Melding ministry with medicine

​Mennonite Christian Hospital in Hualien

​Mennonite Christian Hospital in Hualien

Travis Duerksen

​Travis Duerksen is a writer and multimedia producer for Mennonite Mission Network.

NEWTON, Kansas (Mennonite Mission Network) – For more than 120 years, Mennonites have realized Jesus’ call for holistic ministry through founding and serving in clinics and hospitals around the world, often through alternative service programs organized in response to military drafts. Many of these organizations became fixtures in the communities in which they were built, and are now operated by local professionals.

In 1953, Roland Brown saw these changes firsthand when he moved to Taiwan with his wife, Sophie, for alternative military service with Mennonite Central Committee, and served as a doctor in a small clinic in Hualien. Their ministry was soon transferred to the General Conference Mennonite Board of Missions (later Commission on Overseas Mission, COM), a predecessor agency to Mennonite Mission Network. In 1954, they helped open Mennonite Christian Hospital, a 35-bed hospital that has since grown to become the largest Mennonite hospital in the world, with 500 beds and more than 1,000 staff members across multiple campuses. The last expatriate mission doctor left in 1998.

"It was my hope that someday the hospital would be run by local professionals," Brown reflected. "I could never have dreamed of the development that the hospital went through."

Sheldon Sawatzky, who served with the General Conference Mennonite Board of Christian Service at Mennonite Christian Hospital from 1965-1968, and served alongside his wife, Marietta, as long-term mission workers in Taiwan for more than three decades, believes that the link between ministry and medical care is spelled out in Luke 9:2, in which Jesus sends his disciples out to "proclaim the kingdom of God and heal the sick" (NIV).

"We’re not just there to do humanitarian work, and we’re not just there to do evangelistic work," Sawatzky said. "We’re there to do holistic ministry."
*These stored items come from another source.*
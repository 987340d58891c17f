use std::collections::BTreeSet;

use log::{info, warn};
use serde::Serialize;

use crate::args::TaskArgs;
use crate::error::Result;
use crate::models::{StartTimerParams, TimeEntry};
use crate::repository::WorkspaceRepository;

/// `start`サブコマンドの引数。
#[derive(Debug, clap::Args)]
pub struct StartArgs {
    #[clap(flatten)]
    task: TaskArgs,

    #[clap(short = 'd', long = "description", help = "Description of the time entry")]
    description: Option<String>,

    #[clap(long = "billable", help = "Mark the time entry as billable")]
    billable: bool,

    #[clap(long = "tag", help = "Tag to attach, can be repeated", multiple_occurrences = true)]
    tags: Vec<String>,
}

/// タイマー開始の結果。既に計測中の場合は開始せず、そのタイマーを返す。
#[derive(Debug, Clone, PartialEq, Eq, Serialize)]
#[serde(tag = "outcome", rename_all = "snake_case")]
pub enum StartOutcome {
    Started { entry: TimeEntry },
    AlreadyRunning { current: TimeEntry },
}

/// タイマー停止の結果。
#[derive(Debug, Clone, PartialEq, Eq, Serialize)]
#[serde(tag = "outcome", rename_all = "snake_case")]
pub enum StopOutcome {
    Stopped { entry: TimeEntry },
    NotRunning,
}

pub struct TimerCommand<'a, T: WorkspaceRepository> {
    repository: &'a T,
}

impl<'a, T: WorkspaceRepository> TimerCommand<'a, T> {
    /// 新しい`TimerCommand`を返す。
    ///
    /// # Arguments
    /// * `repository` - ClickUp APIと通信するためのリポジトリ
    pub fn new(repository: &'a T) -> Self {
        Self { repository }
    }

    /// `start`サブコマンドの処理を行う。
    ///
    /// taskを解決したあと、計測中のタイマーがなければ開始する。
    pub async fn start(&self, args: StartArgs) -> Result<StartOutcome> {
        let task_id = args.task.require_task(self.repository).await?;

        if let Some(current) = self.repository.fetch_current_timer().await? {
            warn!("Timer {} is already running", current.id);
            return Ok(StartOutcome::AlreadyRunning { current });
        }

        let params = StartTimerParams {
            task_id,
            description: args.description,
            billable: args.billable,
            tags: args.tags.into_iter().collect::<BTreeSet<_>>(),
        };
        let entry = self.repository.start_timer(&params).await?;
        info!("Timer {} started on task {}", entry.id, params.task_id);

        Ok(StartOutcome::Started { entry })
    }

    /// `stop`サブコマンドの処理を行う。
    pub async fn stop(&self) -> Result<StopOutcome> {
        if self.repository.fetch_current_timer().await?.is_none() {
            return Ok(StopOutcome::NotRunning);
        }

        let entry = self.repository.stop_timer().await?;
        info!("Timer {} stopped", entry.id);

        Ok(StopOutcome::Stopped { entry })
    }
}
const MS_PER_DAY: i64 = 86_400_000;
const MS_PER_HOUR: i64 = 3_600_000;
const MS_PER_MINUTE: i64 = 60_000;
const MS_PER_SECOND: i64 = 1_000;

/// ミリ秒を`1d 2h 3m`形式の文字列にする。
///
/// 秒以下は切り捨てる。上位の単位が0の場合は省略するが、分は常に表示する。
/// 集計結果(report, summary)の表示はこの形式を利用する。
pub fn format_duration(ms: i64) -> String {
    if ms <= 0 {
        return "0m".to_string();
    }

    let days = ms / MS_PER_DAY;
    let hours = (ms % MS_PER_DAY) / MS_PER_HOUR;
    let minutes = (ms % MS_PER_HOUR) / MS_PER_MINUTE;

    let mut parts = Vec::with_capacity(3);
    if days > 0 {
        parts.push(format!("{}d", days));
    }
    if days > 0 || hours > 0 {
        parts.push(format!("{}h", hours));
    }
    parts.push(format!("{}m", minutes));

    parts.join(" ")
}

/// ミリ秒を`1h 2m 3s`形式の文字列にする。
///
/// タイマーやtime entry単体の表示に利用する。日の単位は使わない。
pub fn format_duration_hms(ms: i64) -> String {
    let ms = ms.max(0);
    let hours = ms / MS_PER_HOUR;
    let minutes = (ms % MS_PER_HOUR) / MS_PER_MINUTE;
    let seconds = (ms % MS_PER_MINUTE) / MS_PER_SECOND;

    if hours > 0 {
        format!("{}h {}m {}s", hours, minutes, seconds)
    } else if minutes > 0 {
        format!("{}m {}s", minutes, seconds)
    } else {
        format!("{}s", seconds)
    }
}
Throughout the New Testament, Jesus healed people wherever he went. Whether he was raising the dead, curing the sick, giving sight to the blind, or the paralyzed the power to walk, it’s no surprise that when Jesus concluded the story of the good Samaritan with the words, "Go and do likewise," many Christians got the message that reaching out to their neighbors needed to include care for not just the spirit, but the body as well.

That same desire for holistic ministry helped birth the ONG Bethesda ministries in Cotonou, Benin, in 1990. Originally a health center created in partnership with Mennonite Board of Missions (a predecessor agency to Mennonite Mission Network), ONG Bethesda now encompasses a hospital, a neighborhood sanitation program, job creation efforts, as well as a health training program (known as SARFor) for church congregations in the community.

"Mennonite hospitals … continue to share Jesus’ love in the form of word and deed," said John F. Lapp, senior executive for Mennonite Mission Network’s global ministries. "That witness is still some of the most effective mission there is."